A 32-Year-Old Man Vomiting Blood

Suzan Sanavi, MD; Reza Afshar, MD

Disclosures

March 12, 2019

Editor's Note:
The Case Challenge series includes difficult-to-diagnose conditions, some of which are not frequently encountered by most clinicians but are nonetheless important to accurately recognize. Test your diagnostic and treatment skills using the following patient scenario and corresponding questions. If you have a case that you would like to suggest for a future Case Challenge, please contact us.

Background

A 32-year-old man presents to the emergency department with sudden onset of hematemesis. He reports having vomited bright-red blood three times during the past 4 hours; the last incident occurred about 1 hour ago. He estimates that he has vomited about a half-cup (approximately 118 mL) of blood each time. He has been nauseous for several days.

He denies having any abdominal pain or any previous episodes of hematemesis; however, he states that he has had black, tarry stools and decreasing urine output for the past several days. He last urinated about 14 hours ago and he currently has no urge to urinate.
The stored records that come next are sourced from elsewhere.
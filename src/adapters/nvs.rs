//! NVS (Non-Volatile Storage) adapter.
//!
//! Implements [`PersistencePort`]: the mapping/timer configuration lives
//! as one postcard blob in the `railboard` namespace; station
//! credentials live as separate keys in the `auth` namespace (on ESP32
//! that namespace sits on the encrypted NVS partition, so WiFi secrets
//! never rest in plaintext flash).
//!
//! All values are range-validated before persisting — a compromised
//! observer connection must not be able to plant an out-of-range mapping
//! or an absurd timer.  Invalid values are rejected, not clamped.
//!
//! The non-espidf backend is an in-memory map for host tests.

use log::info;
#[cfg(target_os = "espidf")]
use log::warn;

use crate::app::ports::{ConfigError, PersistencePort};
use crate::config::BoardConfig;
use crate::pins::NUM_CHANNELS;

#[cfg(not(target_os = "espidf"))]
use std::cell::RefCell;
#[cfg(not(target_os = "espidf"))]
use std::collections::HashMap;

#[cfg(target_os = "espidf")]
use esp_idf_svc::sys::*;

const CONFIG_NAMESPACE: &str = "railboard";
const CONFIG_KEY: &str = "boardcfg";

const CRED_NAMESPACE: &str = "auth";
const CRED_SSID_KEY: &str = "ssid";
const CRED_PASS_KEY: &str = "pass";

#[allow(dead_code)]
const MAX_BLOB_SIZE: usize = 1024;

/// One week — nothing on a DIN rail needs a longer auto-off.
const MAX_AUTO_OFF_SECS: u32 = 7 * 24 * 3600;

pub struct NvsAdapter {
    #[cfg(not(target_os = "espidf"))]
    store: RefCell<HashMap<String, Vec<u8>>>,
}

impl NvsAdapter {
    /// Create the adapter and initialise NVS flash.
    ///
    /// On first boot or after a version mismatch the NVS partition is
    /// erased and re-initialised automatically.
    pub fn new() -> Result<Self, ConfigError> {
        #[cfg(target_os = "espidf")]
        {
            // SAFETY: nvs_flash_init / nvs_flash_erase run from the single
            // main-task context before any concurrent NVS access.
            let ret = unsafe { nvs_flash_init() };
            if ret == ESP_ERR_NVS_NO_FREE_PAGES || ret == ESP_ERR_NVS_NEW_VERSION_FOUND {
                warn!("NVS: erasing and re-initialising flash partition");
                if unsafe { nvs_flash_erase() } != ESP_OK {
                    return Err(ConfigError::IoError);
                }
                if unsafe { nvs_flash_init() } != ESP_OK {
                    return Err(ConfigError::IoError);
                }
            } else if ret != ESP_OK {
                return Err(ConfigError::IoError);
            }
            info!("NvsAdapter: ESP-IDF NVS initialised");
        }

        #[cfg(not(target_os = "espidf"))]
        info!("NvsAdapter: simulation backend");

        Ok(Self {
            #[cfg(not(target_os = "espidf"))]
            store: RefCell::new(HashMap::new()),
        })
    }

    /// Stored station credentials, if any (for WiFi bring-up at boot).
    pub fn load_credentials(&self) -> Option<(heapless::String<32>, heapless::String<64>)> {
        let mut ssid_buf = [0u8; 32];
        let mut pass_buf = [0u8; 64];
        let ssid_len = self.read_blob(CRED_NAMESPACE, CRED_SSID_KEY, &mut ssid_buf)?;
        let pass_len = self
            .read_blob(CRED_NAMESPACE, CRED_PASS_KEY, &mut pass_buf)
            .unwrap_or(0);

        let ssid = core::str::from_utf8(&ssid_buf[..ssid_len]).ok()?;
        let pass = core::str::from_utf8(&pass_buf[..pass_len]).ok()?;
        if ssid.is_empty() {
            return None;
        }
        let mut s = heapless::String::new();
        let mut p = heapless::String::new();
        s.push_str(ssid).ok()?;
        p.push_str(pass).ok()?;
        Some((s, p))
    }

    // ── Blob primitives ───────────────────────────────────────

    #[cfg(not(target_os = "espidf"))]
    fn read_blob(&self, namespace: &str, key: &str, buf: &mut [u8]) -> Option<usize> {
        let store = self.store.borrow();
        let data = store.get(&format!("{}::{}", namespace, key))?;
        let len = data.len().min(buf.len());
        buf[..len].copy_from_slice(&data[..len]);
        Some(len)
    }

    #[cfg(not(target_os = "espidf"))]
    fn write_blob(&self, namespace: &str, key: &str, data: &[u8]) -> Result<(), ConfigError> {
        self.store
            .borrow_mut()
            .insert(format!("{}::{}", namespace, key), data.to_vec());
        Ok(())
    }

    #[cfg(target_os = "espidf")]
    fn read_blob(&self, namespace: &str, key: &str, buf: &mut [u8]) -> Option<usize> {
        Self::with_nvs_handle(namespace, false, |handle| {
            let key_c = c_key(key);
            let mut size = buf.len();
            let ret = unsafe {
                nvs_get_blob(
                    handle,
                    key_c.as_ptr() as *const _,
                    buf.as_mut_ptr() as *mut _,
                    &mut size,
                )
            };
            if ret != ESP_OK {
                return Err(ret);
            }
            Ok(size)
        })
        .ok()
    }

    #[cfg(target_os = "espidf")]
    fn write_blob(&self, namespace: &str, key: &str, data: &[u8]) -> Result<(), ConfigError> {
        Self::with_nvs_handle(namespace, true, |handle| {
            let key_c = c_key(key);
            let ret = unsafe {
                nvs_set_blob(
                    handle,
                    key_c.as_ptr() as *const _,
                    data.as_ptr() as *const _,
                    data.len(),
                )
            };
            if ret != ESP_OK {
                return Err(ret);
            }
            let ret = unsafe { nvs_commit(handle) };
            if ret != ESP_OK {
                return Err(ret);
            }
            Ok(())
        })
        .map_err(|rc| {
            warn!("NVS write error {} ({}::{})", rc, namespace, key);
            ConfigError::IoError
        })
    }

    /// Open an NVS namespace, execute a closure with the handle, then close.
    #[cfg(target_os = "espidf")]
    fn with_nvs_handle<F, T>(namespace: &str, write: bool, f: F) -> Result<T, i32>
    where
        F: FnOnce(nvs_handle_t) -> Result<T, i32>,
    {
        let ns_c = c_key(namespace);
        let mode = if write {
            nvs_open_mode_t_NVS_READWRITE
        } else {
            nvs_open_mode_t_NVS_READONLY
        };

        let mut handle: nvs_handle_t = 0;
        let ret = unsafe { nvs_open(ns_c.as_ptr() as *const _, mode, &mut handle) };
        if ret != ESP_OK {
            return Err(ret);
        }

        let result = f(handle);
        unsafe {
            nvs_close(handle);
        }
        result
    }
}

/// NVS keys/namespaces are limited to 15 bytes + NUL.
#[cfg(target_os = "espidf")]
fn c_key(s: &str) -> [u8; 16] {
    let mut buf = [0u8; 16];
    let bytes = s.as_bytes();
    let len = bytes.len().min(15);
    buf[..len].copy_from_slice(&bytes[..len]);
    buf
}

// ── Validation ────────────────────────────────────────────────

fn validate_config(cfg: &BoardConfig) -> Result<(), ConfigError> {
    for mapping in cfg.input_mapping.iter().flatten() {
        if (*mapping as usize) >= NUM_CHANNELS {
            return Err(ConfigError::ValidationFailed(
                "input_mapping target must be a valid channel",
            ));
        }
    }
    for secs in &cfg.auto_off_secs {
        if *secs > MAX_AUTO_OFF_SECS {
            return Err(ConfigError::ValidationFailed(
                "auto_off_secs must be at most 7 days",
            ));
        }
    }
    if !(5..=1000).contains(&cfg.tick_interval_ms) {
        return Err(ConfigError::ValidationFailed(
            "tick_interval_ms must be 5–1000",
        ));
    }
    Ok(())
}

// ── PersistencePort ───────────────────────────────────────────

impl PersistencePort for NvsAdapter {
    fn load(&self) -> Result<BoardConfig, ConfigError> {
        let mut buf = [0u8; MAX_BLOB_SIZE];
        match self.read_blob(CONFIG_NAMESPACE, CONFIG_KEY, &mut buf) {
            Some(len) => {
                let cfg: BoardConfig =
                    postcard::from_bytes(&buf[..len]).map_err(|_| ConfigError::Corrupted)?;
                info!("NvsAdapter: loaded config ({} bytes)", len);
                Ok(cfg)
            }
            None => {
                info!("NvsAdapter: no stored config, using defaults");
                Ok(BoardConfig::default())
            }
        }
    }

    fn save(&mut self, config: &BoardConfig) -> Result<(), ConfigError> {
        validate_config(config)?;
        let bytes = postcard::to_allocvec(config).map_err(|_| ConfigError::IoError)?;
        self.write_blob(CONFIG_NAMESPACE, CONFIG_KEY, &bytes)?;
        info!("NvsAdapter: config saved ({} bytes)", bytes.len());
        Ok(())
    }

    fn save_credentials(&mut self, ssid: &str, pass: &str) -> Result<(), ConfigError> {
        if ssid.is_empty() || ssid.len() > 32 {
            return Err(ConfigError::ValidationFailed("ssid must be 1–32 bytes"));
        }
        if pass.len() > 64 {
            return Err(ConfigError::ValidationFailed("pass must be at most 64 bytes"));
        }
        self.write_blob(CRED_NAMESPACE, CRED_SSID_KEY, ssid.as_bytes())?;
        self.write_blob(CRED_NAMESPACE, CRED_PASS_KEY, pass.as_bytes())?;
        info!("NvsAdapter: station credentials saved (SSID '{}')", ssid);
        Ok(())
    }
}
He denies any significant past medical history. He denies smoking, drinking alcohol, or using illicit drugs. He does not take any medications, including over-the-counter nonsteroidal anti-inflammatory drugs, and is not taking herbal supplements. He denies any prior surgeries. During the past 2 weeks, the patient noticed some swelling in the glands along his neck, but he has no other complaints.